EXERCISE DATA.
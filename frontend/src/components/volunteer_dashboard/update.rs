//! Update function for the volunteer dashboard.
//!
//! Network calls run in `spawn_local` and report back through a message, so
//! the board is only ever touched synchronously here. A toggle is split in
//! three steps: `begin_toggle` decides, the request runs, then
//! `finish_apply` / `finish_withdraw` settles and may ask for a reload.

use common::board::{Settled, Toggle};
use common::error::ApiError;
use yew::platform::spawn_local;
use yew::prelude::*;

use crate::helpers::show_notice;

use super::messages::Msg;
use super::state::VolunteerDashboard;

pub fn update(
    component: &mut VolunteerDashboard,
    ctx: &Context<VolunteerDashboard>,
    msg: Msg,
) -> bool {
    match msg {
        Msg::Load => {
            component.board.start_loading();
            let client = ctx.props().client.clone();
            let link = ctx.link().clone();
            spawn_local(async move {
                let result = client.list_opportunities().await;
                link.send_message(Msg::Loaded(result));
            });
            true
        }
        Msg::Loaded(Ok(opportunities)) => {
            component.board.replace(opportunities);
            true
        }
        Msg::Loaded(Err(err)) => {
            let notice = component.board.load_failed(&err);
            report_auth_loss(ctx, &err);
            show_notice(&notice);
            true
        }
        Msg::SetSearch(value) => {
            component.criteria.search = value;
            true
        }
        Msg::SetLocation(value) => {
            component.criteria.location = value;
            true
        }
        Msg::SetDate(value) => {
            component.criteria.date = value;
            true
        }
        Msg::ToggleSkill(skill) => {
            component.criteria.toggle_skill(&skill);
            true
        }
        Msg::ClearFilters => {
            component.criteria = Default::default();
            true
        }
        Msg::Toggle(id) => {
            let client = ctx.props().client.clone();
            let link = ctx.link().clone();
            match component.board.begin_toggle(id) {
                Toggle::Blocked(notice) | Toggle::AwaitingConfirmation(notice) => {
                    show_notice(&notice);
                }
                Toggle::Apply(id) => spawn_local(async move {
                    let result = client.apply(id).await;
                    link.send_message(Msg::Applied(id, result));
                }),
                Toggle::Withdraw(id) => spawn_local(async move {
                    let result = client.withdraw(id).await;
                    link.send_message(Msg::Withdrawn(id, result));
                }),
            }
            true
        }
        Msg::Applied(id, result) => {
            let lost = result.as_ref().err().map(|err| err.requires_login());
            let settled = component.board.finish_apply(id, result);
            settle(ctx, settled, lost.unwrap_or(false));
            true
        }
        Msg::Withdrawn(id, result) => {
            let lost = result.as_ref().err().map(|err| err.requires_login());
            let settled = component.board.finish_withdraw(id, result);
            settle(ctx, settled, lost.unwrap_or(false));
            true
        }
        Msg::CancelWithdrawal(id) => component.board.cancel_withdrawal(id),
    }
}

fn settle(ctx: &Context<VolunteerDashboard>, settled: Settled, auth_lost: bool) {
    show_notice(&settled.notice);
    if auth_lost {
        ctx.props().on_auth_lost.emit(());
    } else if settled.reload {
        ctx.link().send_message(Msg::Load);
    }
}

fn report_auth_loss(ctx: &Context<VolunteerDashboard>, err: &ApiError) {
    if err.requires_login() {
        ctx.props().on_auth_lost.emit(());
    }
}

WORK TO COMPLETE.
Please print each entry once more, exactly as it reads.

OUTPUT FOR THIS TASK.
filename frontend/src/components/volunteer_dashboard/update.rs
//! Update function for the volunteer dashboard.
//!
//! Network calls run in `spawn_local` and report back through a message, so
//! the board is only ever touched synchronously here. A toggle is split in
//! three steps: `begin_toggle` decides, the request runs, then
//! `finish_apply` / `finish_withdraw` settles and may ask for a reload.

use common::board::{Settled, Toggle};
use common::error::ApiError;
use yew::platform::spawn_local;
use yew::prelude::*;

use crate::helpers::show_notice;

use super::messages::Msg;
use super::state::VolunteerDashboard;

pub fn update(
    component: &mut VolunteerDashboard,
    ctx: &Context<VolunteerDashboard>,
    msg: Msg,
) -> bool {
    match msg {
        Msg::Load => {
            component.board.start_loading();
            let client = ctx.props().client.clone();
            let link = ctx.link().clone();
            spawn_local(async move {
                let result = client.list_opportunities().await;
                link.send_message(Msg::Loaded(result));
            });
            true
        }
        Msg::Loaded(Ok(opportunities)) => {
            component.board.replace(opportunities);
            true
        }
        Msg::Loaded(Err(err)) => {
            let notice = component.board.load_failed(&err);
            report_auth_loss(ctx, &err);
            show_notice(&notice);
            true
        }
        Msg::SetSearch(value) => {
            component.criteria.search = value;
            true
        }
        Msg::SetLocation(value) => {
            component.criteria.location = value;
            true
        }
        Msg::SetDate(value) => {
            component.criteria.date = value;
            true
        }
        Msg::ToggleSkill(skill) => {
            component.criteria.toggle_skill(&skill);
            true
        }
        Msg::ClearFilters => {
            component.criteria = Default::default();
            true
        }
        Msg::Toggle(id) => {
            let client = ctx.props().client.clone();
            let link = ctx.link().clone();
            match component.board.begin_toggle(id) {
                Toggle::Blocked(notice) | Toggle::AwaitingConfirmation(notice) => {
                    show_notice(&notice);
                }
                Toggle::Apply(id) => spawn_local(async move {
                    let result = client.apply(id).await;
                    link.send_message(Msg::Applied(id, result));
                }),
                Toggle::Withdraw(id) => spawn_local(async move {
                    let result = client.withdraw(id).await;
                    link.send_message(Msg::Withdrawn(id, result));
                }),
            }
            true
        }
        Msg::Applied(id, result) => {
            let lost = result.as_ref().err().map(|err| err.requires_login());
            let settled = component.board.finish_apply(id, result);
            settle(ctx, settled, lost.unwrap_or(false));
            true
        }
        Msg::Withdrawn(id, result) => {
            let lost = result.as_ref().err().map(|err| err.requires_login());
            let settled = component.board.finish_withdraw(id, result);
            settle(ctx, settled, lost.unwrap_or(false));
            true
        }
        Msg::CancelWithdrawal(id) => component.board.cancel_withdrawal(id),
    }
}

fn settle(ctx: &Context<VolunteerDashboard>, settled: Settled, auth_lost: bool) {
    show_notice(&settled.notice);
    if auth_lost {
        ctx.props().on_auth_lost.emit(());
    } else if settled.reload {
        ctx.link().send_message(Msg::Load);
    }
}

fn report_auth_loss(ctx: &Context<VolunteerDashboard>, err: &ApiError) {
    if err.requires_login() {
        ctx.props().on_auth_lost.emit(());
    }
}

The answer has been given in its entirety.